Collected data
——————

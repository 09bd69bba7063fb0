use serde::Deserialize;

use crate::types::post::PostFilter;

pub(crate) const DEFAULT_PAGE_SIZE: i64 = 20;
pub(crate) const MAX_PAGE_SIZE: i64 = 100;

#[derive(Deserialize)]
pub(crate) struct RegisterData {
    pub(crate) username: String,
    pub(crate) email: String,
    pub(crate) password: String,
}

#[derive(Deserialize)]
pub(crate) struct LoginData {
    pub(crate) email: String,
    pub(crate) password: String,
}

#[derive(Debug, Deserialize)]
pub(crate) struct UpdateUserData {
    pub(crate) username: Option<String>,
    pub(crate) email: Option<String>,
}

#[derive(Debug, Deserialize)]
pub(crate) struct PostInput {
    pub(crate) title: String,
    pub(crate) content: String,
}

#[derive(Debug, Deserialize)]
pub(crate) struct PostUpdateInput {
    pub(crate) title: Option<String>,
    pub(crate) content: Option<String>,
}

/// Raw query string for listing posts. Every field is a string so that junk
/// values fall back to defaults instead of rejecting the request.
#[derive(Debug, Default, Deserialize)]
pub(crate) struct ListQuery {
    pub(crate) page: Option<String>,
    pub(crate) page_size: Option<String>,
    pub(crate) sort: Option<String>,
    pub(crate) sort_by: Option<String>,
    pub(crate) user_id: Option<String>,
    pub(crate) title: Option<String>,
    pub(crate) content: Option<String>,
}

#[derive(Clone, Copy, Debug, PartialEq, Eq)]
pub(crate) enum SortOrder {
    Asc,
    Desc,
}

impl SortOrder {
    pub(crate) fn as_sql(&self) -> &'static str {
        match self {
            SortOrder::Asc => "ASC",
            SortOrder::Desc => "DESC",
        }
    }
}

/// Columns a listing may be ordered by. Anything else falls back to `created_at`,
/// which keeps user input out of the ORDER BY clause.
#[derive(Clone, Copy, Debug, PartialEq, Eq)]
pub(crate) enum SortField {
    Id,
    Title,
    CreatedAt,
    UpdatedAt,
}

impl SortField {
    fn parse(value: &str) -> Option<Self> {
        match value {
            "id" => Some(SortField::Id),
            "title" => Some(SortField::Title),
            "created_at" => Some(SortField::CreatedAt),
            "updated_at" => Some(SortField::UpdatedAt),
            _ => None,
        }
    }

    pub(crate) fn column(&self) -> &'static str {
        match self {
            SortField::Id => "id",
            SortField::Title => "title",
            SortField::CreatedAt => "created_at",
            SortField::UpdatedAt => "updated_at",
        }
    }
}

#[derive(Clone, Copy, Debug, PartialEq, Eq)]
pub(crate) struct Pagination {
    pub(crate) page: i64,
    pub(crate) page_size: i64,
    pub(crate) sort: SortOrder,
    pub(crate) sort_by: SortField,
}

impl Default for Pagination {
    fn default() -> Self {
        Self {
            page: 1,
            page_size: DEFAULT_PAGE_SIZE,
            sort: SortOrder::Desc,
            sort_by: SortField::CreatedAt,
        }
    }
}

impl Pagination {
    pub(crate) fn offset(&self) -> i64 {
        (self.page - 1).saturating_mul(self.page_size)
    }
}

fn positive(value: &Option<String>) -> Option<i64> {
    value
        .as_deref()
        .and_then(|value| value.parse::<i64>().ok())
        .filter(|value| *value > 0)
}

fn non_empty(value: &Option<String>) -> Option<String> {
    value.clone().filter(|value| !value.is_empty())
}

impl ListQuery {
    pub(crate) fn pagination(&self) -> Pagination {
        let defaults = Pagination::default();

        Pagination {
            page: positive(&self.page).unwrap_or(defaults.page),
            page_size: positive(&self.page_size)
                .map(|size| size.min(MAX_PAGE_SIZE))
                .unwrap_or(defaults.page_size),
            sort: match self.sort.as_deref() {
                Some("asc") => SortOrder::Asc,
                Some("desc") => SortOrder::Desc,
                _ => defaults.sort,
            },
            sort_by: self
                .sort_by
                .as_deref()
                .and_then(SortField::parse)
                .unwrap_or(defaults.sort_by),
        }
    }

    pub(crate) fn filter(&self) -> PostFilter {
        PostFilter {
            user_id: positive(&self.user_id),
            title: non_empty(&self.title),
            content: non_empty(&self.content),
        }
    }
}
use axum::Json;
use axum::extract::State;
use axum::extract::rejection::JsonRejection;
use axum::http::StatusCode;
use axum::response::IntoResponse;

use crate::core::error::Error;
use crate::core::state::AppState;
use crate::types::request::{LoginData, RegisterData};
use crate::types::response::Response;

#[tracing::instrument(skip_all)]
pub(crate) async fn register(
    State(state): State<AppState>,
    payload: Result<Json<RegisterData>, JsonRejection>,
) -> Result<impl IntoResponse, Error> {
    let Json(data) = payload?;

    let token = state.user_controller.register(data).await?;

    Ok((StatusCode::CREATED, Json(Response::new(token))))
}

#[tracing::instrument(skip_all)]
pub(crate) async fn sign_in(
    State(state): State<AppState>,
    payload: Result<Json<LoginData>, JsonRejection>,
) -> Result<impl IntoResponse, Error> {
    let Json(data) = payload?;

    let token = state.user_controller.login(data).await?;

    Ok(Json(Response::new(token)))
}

——————

#### Exercise
Which lines in the records above contain the string "async"? Copy them.

#### Response box
pub(crate) async fn register(
pub(crate) async fn sign_in(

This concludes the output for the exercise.